What’s a Sleepunder? {repost}

sleepunder_birthdayThis is a repost of an original article I wrote for BlogHer.com

For her sixth birthday, my
daughter wanted a sleepover party. She envisioned a 15-hour (at a minimum) gathering that would be filled with friends, hijinks, “Frozen” sing-alongs, and lots of ice cream. She saw it as first-grader Nirvana; I saw it as the longest night of my life (which is saying a lot considering I was in labor with her brother for 36 hours). Where she saw fun, I saw girls not sleeping or, worse yet, kids waking up at 2 AM with tearful entreaties to be returned home.
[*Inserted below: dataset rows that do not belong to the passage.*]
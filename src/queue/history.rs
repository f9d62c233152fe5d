use chrono::{DateTime, Utc};
use serde::Serialize;

use crate::error::Result;
use crate::queue::job::{from_millis, to_millis};
use crate::queue::JobQueue;

/// One finished execution. Rows are appended once and never updated.
#[derive(Debug, Clone, Serialize)]
pub struct ExecutionRecord {
    pub id: i64,
    pub job_id: Option<i64>,
    pub webhook_id: String,
    pub api_key_id: Option<i64>,
    pub prompt: String,
    pub response: Option<String>,
    pub error: Option<String>,
    pub success: bool,
    pub execution_time_ms: Option<i64>,
    pub created_at: DateTime<Utc>,
}

#[derive(Debug, Clone)]
pub struct NewExecution {
    pub job_id: Option<i64>,
    pub webhook_id: String,
    pub api_key_id: Option<i64>,
    pub prompt: String,
    pub response: Option<String>,
    pub error: Option<String>,
    pub success: bool,
    pub execution_time_ms: Option<i64>,
    pub created_at: DateTime<Utc>,
}

#[derive(Debug, Clone, Copy, PartialEq, Serialize)]
pub struct ExecutionStats {
    pub total_executions: i64,
    pub successful_executions: i64,
    pub avg_execution_time_ms: f64,
}

impl ExecutionStats {
    /// Percentage in `0.0..=100.0`; zero when nothing ran.
    pub fn success_rate(&self) -> f64 {
        if self.total_executions == 0 {
            return 0.0;
        }
        self.successful_executions as f64 / self.total_executions as f64 * 100.0
    }
}

#[derive(Debug, sqlx::FromRow)]
struct ExecutionRow {
    id: i64,
    job_id: Option<i64>,
    webhook_id: String,
    api_key_id: Option<i64>,
    prompt: String,
    response: Option<String>,
    error: Option<String>,
    success: bool,
    execution_time_ms: Option<i64>,
    created_at: i64,
}

impl From<ExecutionRow> for ExecutionRecord {
    fn from(row: ExecutionRow) -> Self {
        ExecutionRecord {
            id: row.id,
            job_id: row.job_id,
            webhook_id: row.webhook_id,
            api_key_id: row.api_key_id,
            prompt: row.prompt,
            response: row.response,
            error: row.error,
            success: row.success,
            execution_time_ms: row.execution_time_ms,
            created_at: from_millis(row.created_at),
        }
    }
}

impl JobQueue {
    pub async fn record_execution(&self, execution: &NewExecution) -> Result<i64> {
        let id: i64 = sqlx::query_scalar(
            "INSERT INTO execution_histories (
                job_id, webhook_id, api_key_id, prompt, response, error, success,
                execution_time_ms, created_at
            ) VALUES (?1, ?2, ?3, ?4, ?5, ?6, ?7, ?8, ?9)
            RETURNING id",
        )
        .bind(execution.job_id)
        .bind(&execution.webhook_id)
        .bind(execution.api_key_id)
        .bind(&execution.prompt)
        .bind(&execution.response)
        .bind(&execution.error)
        .bind(execution.success)
        .bind(execution.execution_time_ms)
        .bind(to_millis(execution.created_at))
        .fetch_one(self.pool())
        .await?;
        Ok(id)
    }

    /// Timestamp of the newest successful execution for a webhook.
    pub async fn last_successful_execution(&self, webhook_id: &str) -> Result<Option<DateTime<Utc>>> {
        let created_at: Option<i64> = sqlx::query_scalar(
            "SELECT created_at FROM execution_histories
             WHERE webhook_id = ?1 AND success = 1
             ORDER BY created_at DESC, id DESC
             LIMIT 1",
        )
        .bind(webhook_id)
        .fetch_optional(self.pool())
        .await?;
        Ok(created_at.map(from_millis))
    }

    /// Page of execution records, newest first.
    pub async fn list_executions(
        &self,
        webhook_id: &str,
        limit: i64,
        offset: i64,
    ) -> Result<Vec<ExecutionRecord>> {
        let rows = sqlx::query_as::<_, ExecutionRow>(
            "SELECT id, job_id, webhook_id, api_key_id, prompt, response, error, success,
                    execution_time_ms, created_at
             FROM execution_histories
             WHERE webhook_id = ?1
             ORDER BY created_at DESC, id DESC
             LIMIT ?2 OFFSET ?3",
        )
        .bind(webhook_id)
        .bind(limit)
        .bind(offset)
        .fetch_all(self.pool())
        .await?;
        Ok(rows.into_iter().map(ExecutionRecord::from).collect())
    }

    pub async fn count_executions(&self, webhook_id: &str) -> Result<i64> {
        let count: i64 =
            sqlx::query_scalar("SELECT COUNT(*) FROM execution_histories WHERE webhook_id = ?1")
                .bind(webhook_id)
                .fetch_one(self.pool())
                .await?;
        Ok(count)
    }

    /// Count, successes and mean duration of executions since `since`.
    pub async fn execution_stats(&self, webhook_id: &str, since: DateTime<Utc>) -> Result<ExecutionStats> {
        let (total, successful, avg): (i64, Option<i64>, Option<f64>) = sqlx::query_as(
            "SELECT COUNT(*),
                    SUM(CASE WHEN success = 1 THEN 1 ELSE 0 END),
                    AVG(execution_time_ms)
             FROM execution_histories
             WHERE webhook_id = ?1 AND created_at >= ?2",
        )
        .bind(webhook_id)
        .bind(to_millis(since))
        .fetch_one(self.pool())
        .await?;

        Ok(ExecutionStats {
            total_executions: total,
            successful_executions: successful.unwrap_or(0),
            avg_execution_time_ms: avg.unwrap_or(0.0),
        })
    }
}
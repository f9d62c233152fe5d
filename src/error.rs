use thiserror::Error;

#[derive(Error, Debug)]
pub enum PullWorkerError {
    #[error("Database error: {0}")]
    Database(#[from] sqlx::Error),

    #[error("Job not found: {0}")]
    JobNotFound(i64),

    #[error("Job {0} is not in processing state")]
    JobNotProcessing(i64),

    #[error("Webhook not found: {0}")]
    WebhookNotFound(String),

    #[error("Invalid job status: {0}")]
    InvalidStatus(String),

    #[error("Invalid configuration: {0}")]
    InvalidConfig(String),

    #[error("Serialization error: {0}")]
    Serialization(#[from] serde_json::Error),

    #[error("I/O error: {0}")]
    Io(#[from] std::io::Error),

    #[error("Internal error: {0}")]
    Internal(String),
}

pub type Result<T> = std::result::Result<T, PullWorkerError>;
//! Job execution.
//!
//! - [`options`]: turns a claimed job's options snapshot into an invocation
//! - [`executor`]: runs the external command under a deadline
//! - [`queue_worker`]: the poll loop tying the store, executor and
//!   notifications together
//!
//! # Execution Flow
//!
//! 1. [`QueueWorker::tick`] claims the next job from the store
//! 2. [`OptionsResolver`] builds the flags, checking history for `--continue`
//! 3. [`CommandExecutor::execute`] spawns the command and waits
//! 4. The outcome is written back to the job row and execution history, and
//!    a completion event is handed to the notification dispatcher

pub mod executor;
pub mod options;
pub mod queue_worker;

pub use executor::{CommandExecutor, ExecutionError, FailureKind};
pub use options::{InvocationSpec, OptionsResolver, PermissionMode};
pub use queue_worker::{QueueWorker, TickOutcome, WorkerState};
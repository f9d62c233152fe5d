//! HTTP surface: webhook ingress plus read-only job and execution queries.
//!
//! Nothing here can change a job's status; the only write is `enqueue`.

use std::net::SocketAddr;

use axum::{
    extract::{Path, Query, State},
    http::StatusCode,
    response::{IntoResponse, Response},
    routing::{get, post},
    Json, Router,
};
use chrono::{DateTime, Utc};
use serde::{Deserialize, Serialize};
use tokio_util::sync::CancellationToken;
use tower_http::cors::{Any, CorsLayer};

use crate::error::PullWorkerError;
use crate::queue::{ExecutionRecord, Job, JobQueue};

pub const EXECUTIONS_PER_PAGE: i64 = 20;
pub const DEFAULT_JOB_LIST_LIMIT: i64 = 50;
pub const MAX_JOB_LIST_LIMIT: i64 = 500;
pub const STATS_WINDOW_DAYS: i64 = 30;

#[derive(Clone)]
pub struct DashboardState {
    pub queue: JobQueue,
}

#[derive(Deserialize)]
struct TriggerRequest {
    #[serde(default)]
    prompt: String,
    #[serde(default)]
    priority: i64,
}

#[derive(Serialize)]
struct TriggerResponse {
    status: &'static str,
    message: &'static str,
    job_id: i64,
}

#[derive(Serialize)]
struct HealthResponse {
    status: &'static str,
}

#[derive(Serialize)]
struct ErrorResponse {
    error: String,
}

#[derive(Deserialize)]
struct JobListQuery {
    limit: Option<i64>,
}

#[derive(Deserialize)]
struct PageQuery {
    page: Option<i64>,
}

#[derive(Serialize)]
struct ExecutionPage {
    executions: Vec<ExecutionRecord>,
    total: i64,
    page: i64,
    per_page: i64,
}

#[derive(Serialize)]
struct StatsResponse {
    webhook_id: String,
    since: DateTime<Utc>,
    total_executions: i64,
    successful_executions: i64,
    success_rate: f64,
    avg_execution_time_ms: f64,
}

/// Error mapped onto an HTTP status with a JSON body.
struct ApiError {
    status: StatusCode,
    message: String,
}

impl ApiError {
    fn new(status: StatusCode, message: impl Into<String>) -> Self {
        Self {
            status,
            message: message.into(),
        }
    }
}

impl From<PullWorkerError> for ApiError {
    fn from(err: PullWorkerError) -> Self {
        let status = match err {
            PullWorkerError::JobNotFound(_) | PullWorkerError::WebhookNotFound(_) => {
                StatusCode::NOT_FOUND
            }
            _ => {
                tracing::error!(error = %err, "Request failed");
                StatusCode::INTERNAL_SERVER_ERROR
            }
        };
        Self::new(status, err.to_string())
    }
}

impl IntoResponse for ApiError {
    fn into_response(self) -> Response {
        (
            self.status,
            Json(ErrorResponse {
                error: self.message,
            }),
        )
            .into_response()
    }
}

pub fn router(state: DashboardState) -> Router {
    let cors = CorsLayer::new()
        .allow_origin(Any)
        .allow_methods(Any)
        .allow_headers(Any);

    Router::new()
        .route("/health", get(health_handler))
        .route("/webhooks/:id", post(trigger_handler))
        .route("/api/jobs/:id", get(get_job_handler))
        .route("/api/webhooks/:id/jobs", get(list_jobs_handler))
        .route("/api/webhooks/:id/executions", get(list_executions_handler))
        .route("/api/webhooks/:id/stats", get(stats_handler))
        .layer(cors)
        .with_state(state)
}

/// Serve until `shutdown` is cancelled, then stop accepting and let
/// in-flight requests finish.
pub async fn run_dashboard(
    addr: SocketAddr,
    state: DashboardState,
    shutdown: CancellationToken,
) -> crate::error::Result<()> {
    let listener = tokio::net::TcpListener::bind(addr).await?;
    tracing::info!(addr = %addr, "Starting HTTP server");

    axum::serve(listener, router(state))
        .with_graceful_shutdown(async move { shutdown.cancelled().await })
        .await?;

    tracing::info!("HTTP server stopped");
    Ok(())
}

async fn health_handler() -> Json<HealthResponse> {
    Json(HealthResponse { status: "healthy" })
}

async fn trigger_handler(
    State(state): State<DashboardState>,
    Path(webhook_id): Path<String>,
    Json(payload): Json<TriggerRequest>,
) -> Result<Json<TriggerResponse>, ApiError> {
    let webhook = state.queue.get_webhook(&webhook_id).await?;
    if !webhook.is_active {
        return Err(ApiError::new(
            StatusCode::NOT_FOUND,
            format!("Webhook not found: {webhook_id}"),
        ));
    }

    if payload.prompt.trim().is_empty() {
        return Err(ApiError::new(StatusCode::BAD_REQUEST, "prompt is required"));
    }

    let job_id = state
        .queue
        .enqueue(&webhook.new_job(payload.prompt, payload.priority, None))
        .await?;

    tracing::info!(webhook_id = %webhook_id, job_id, "Webhook execution enqueued");

    Ok(Json(TriggerResponse {
        status: "accepted",
        message: "Webhook execution enqueued",
        job_id,
    }))
}

async fn get_job_handler(
    State(state): State<DashboardState>,
    Path(job_id): Path<i64>,
) -> Result<Json<Job>, ApiError> {
    Ok(Json(state.queue.get_job(job_id).await?))
}

async fn list_jobs_handler(
    State(state): State<DashboardState>,
    Path(webhook_id): Path<String>,
    Query(query): Query<JobListQuery>,
) -> Result<Json<Vec<Job>>, ApiError> {
    state.queue.get_webhook(&webhook_id).await?;
    let limit = query
        .limit
        .unwrap_or(DEFAULT_JOB_LIST_LIMIT)
        .clamp(1, MAX_JOB_LIST_LIMIT);
    Ok(Json(
        state.queue.list_jobs_by_webhook(&webhook_id, limit).await?,
    ))
}

async fn list_executions_handler(
    State(state): State<DashboardState>,
    Path(webhook_id): Path<String>,
    Query(query): Query<PageQuery>,
) -> Result<Json<ExecutionPage>, ApiError> {
    state.queue.get_webhook(&webhook_id).await?;
    let page = query.page.unwrap_or(1).max(1);
    let offset = (page - 1).saturating_mul(EXECUTIONS_PER_PAGE);

    let executions = state
        .queue
        .list_executions(&webhook_id, EXECUTIONS_PER_PAGE, offset)
        .await?;
    let total = state.queue.count_executions(&webhook_id).await?;

    Ok(Json(ExecutionPage {
        executions,
        total,
        page,
        per_page: EXECUTIONS_PER_PAGE,
    }))
}

async fn stats_handler(
    State(state): State<DashboardState>,
    Path(webhook_id): Path<String>,
) -> Result<Json<StatsResponse>, ApiError> {
    state.queue.get_webhook(&webhook_id).await?;
    let since = Utc::now() - chrono::Duration::days(STATS_WINDOW_DAYS);
    let stats = state.queue.execution_stats(&webhook_id, since).await?;

    Ok(Json(StatsResponse {
        webhook_id,
        since,
        total_executions: stats.total_executions,
        successful_executions: stats.successful_executions,
        success_rate: stats.success_rate(),
        avg_execution_time_ms: stats.avg_execution_time_ms,
    }))
}
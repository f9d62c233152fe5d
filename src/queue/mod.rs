//! Durable job storage.
//!
//! Everything that touches the database lives here:
//! - [`store`]: the job table and its claim/complete/fail/reset transitions
//! - [`webhook`]: webhook templates and global settings (read-only to the worker)
//! - [`history`]: append-only execution records and statistics
//!
//! All methods hang off [`JobQueue`], which wraps a single connection pool.

pub mod history;
pub mod job;
pub mod store;
pub mod webhook;

pub use history::{ExecutionRecord, ExecutionStats, NewExecution};
pub use job::{Job, JobOptions, JobStatus, NewJob};
pub use store::JobQueue;
pub use webhook::{Webhook, DEFAULT_NOTIFICATION_CONFIG_KEY};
Therefore, in an attempt to retain my sanity, I proposed a compromise: a “sleepunder.”
A sleepunder is a brilliant idea that I learned about from friends with older daughters, and I am grateful they passed on this bit of wisdom. Essentially, it’s all the fun of a sleepover—just no actual sleeping over.

Perfect, right?

And, lucky for me, the sleepunder was super easy to pull together. Best of all, it was on the less expensive side of kids’ birthday parties; I spent about $150 on this party, including craft supplies and pizza, both of which can be done for less if you plan ahead and keep an eye out for sales on the supplies.

Here’s the run down of our gathering:

Invitation: At the behest of my daughter, I invited 12 of her friends—girls only (even my husband and son were banished during the festivities)—to our home, asking them to show up at 5 PM on a Saturday afternoon. They were asked to wear pajamas and bring their sleeping bags and a “lovey” (i.e., their favorite stuffed animal or doll).

Arrival: The girls were thrilled to come in their pajamas, and, as they arrived, they eagerly checked out who had Hello Kitty or My Little Pony on their nightgown, or who had chosen two-piece pajamas with pants. It was our own version of Paris Fashion Week. (Their prediction for the latest in six-year-old fashion trends? Pink, with a dash of purple.) They spread out their sleeping bags on my living room floor, lining themselves up head to head. They giggled—a lot—and immediately snuggled under their covers, catching up.

Activity #1: We moved to the kitchen, which I had decorated for the girls. Since I am the most anti-DIY person around, this alone gets the Mother of the Year award. I covered the table in craft paper, and used different colored duct tape to make place mats for each girl. We used that duct tape—as well as other roles printed with Minions, Anna and Elsa, and puppies—to decorate picture frames. Glitter and stickers rounded out the craft, and each girl had something to take home.

Dinner: Eating was next. My daughter had requested pizza, a standard for every kids’ party I’ve been to. My sleepunder-throwing friends had also recommended pancakes or waffles to mimic the morning after meal.

Dessert: No birthday party is complete with a singing of “Happy Birthday” and a healthy dose of sugar. I made the girls cupcakes, and provided an array of toppings—sprinkles in every color my daughter could dream of—to decorate their dessert. My kitchen floor was covered in pink and iridescent specks of sugar afterward, but the girls were excited to get the chance to personalize their treats.

Activity #2: We next headed back to the living room for “show and tell,” during which each girl presented her stuffed animal or doll to her friends. The name and provenance of each lovey was thoughtfully considered, with an overall agreement that each one was very special.

Activity #3: I had planned a dance party or Katy Perry sing along to follow, which the girls briefly enjoyed, but they were most inspired to play hide and seek around my house. For 20 minutes. This had them running about and shrieking, but since it was a birthday party and since a fair amount of shrieking seems appropriate for a sleepunder, I didn’t intervene, staying in the kitchen to catch up with a friend, a brave soul who volunteered to help with the party.

Good-Bye: At 7:30 PM, parents arrived to pick up their overtired (and, in some cases, still shrieking) daughters. With picture frame, sleeping bag, and lovey in hand, the girls departed, after hugging one another and begging their parents for playdates.

I bundled my daughter off to bed, cleaned up the kitchen in 15 minutes, and considered the party a success. “Sleepunder for the win,” I declared, collapsing on the couch.